Collins is very much a specialist: Certainly no scorer, and less a rebounder than a defender capable of neutralizing opposing centers. He succeeds by getting to places offensive players want to go first, and his immovable body serves as the kind of impediment other players try to be with waving arms and moving torsos -- and the resulting fouls and mistakes that Collins, throughout his career, has usually avoided. Think of Collins, at his best, like the fundamental straight-up version of Roy Hibbert described here, but on the ground instead of high up in the air.
Still, Collins is 35. He hasn't played since last April. He's both a representative of something larger, the hopes of a community, and a player desperately trying to fight off the ravages of age. If the arc of history is long, but bends toward justice, that inevitability pales in comparison to the success rate age has on the human body.
Collins' signing proved a point. An NBA team determined that the addition of a gay player was a net positive, and did so despite the arguably limited upside his game itself provides the Nets. His tenure with the Nets can prove another. But he'll have to do it in short bursts, in few-minute increments. And thanks to the timing of this signing and the Ringling Brothers Circus residence at Barclays Center, he won't get to do it in front of the home fans until early next month, near the end of his just-signed ten-day contract.
So no, Collins wasn't being disingenuous when he talked about his need to stick to basketball.
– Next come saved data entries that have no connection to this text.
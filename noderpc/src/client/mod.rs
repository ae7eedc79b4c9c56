//
// Copyright 2026 Hans W. Uhlig. All Rights Reserved.
//
// Licensed under the Apache License, Version 2.0 (the "License");
// you may not use this file except in compliance with the License.
// You may obtain a copy of the License at
//
//      http://www.apache.org/licenses/LICENSE-2.0
//
// Unless required by applicable law or agreed to in writing, software
// distributed under the License is distributed on an "AS IS" BASIS,
// WITHOUT WARRANTIES OR CONDITIONS OF ANY KIND, either express or implied.
// See the License for the specific language governing permissions and
// limitations under the License.
//

//! The calling side: pending calls, outbound connections and expiry.

mod client;
mod config;

pub use client::Client;
pub use config::{
    ClientConfig, DEFAULT_CALL_TIMEOUT, DEFAULT_CLIENT_PENDING_WRITE_NUM, DEFAULT_EXPIRY_INTERVAL,
};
He's trying, over the next ten days, to prolong his career, just as he is simultaneously emblematic of what America is and can be in 2014.
Those who would dismiss what Collins did, and what it meant on Sunday night, are either unable to see, beyond their own self-identity, what it means for a sizable portion of the American community to know they can enter a profession without sacrificing the ability to honestly present themselves to co-workers and the public, or are simply disappointed about this public victory for equality for more sinister reasons.
So no, Jason Collins couldn't be thinking about them on Sunday night, just as he couldn't, right at that moment, think about those for whom he'd acknowledged he started this conversation.
"Yes, to a certain extent," Collins said of the latter group, one rightly emboldened and advanced by his bravery and success. "But that can't be my focus."
But Collins knows it will be ours. And it will be fascinating to see him battle those expectations, a few minutes at a time, so that every gay player who comes after him can make a different choice than every gay player who came before him.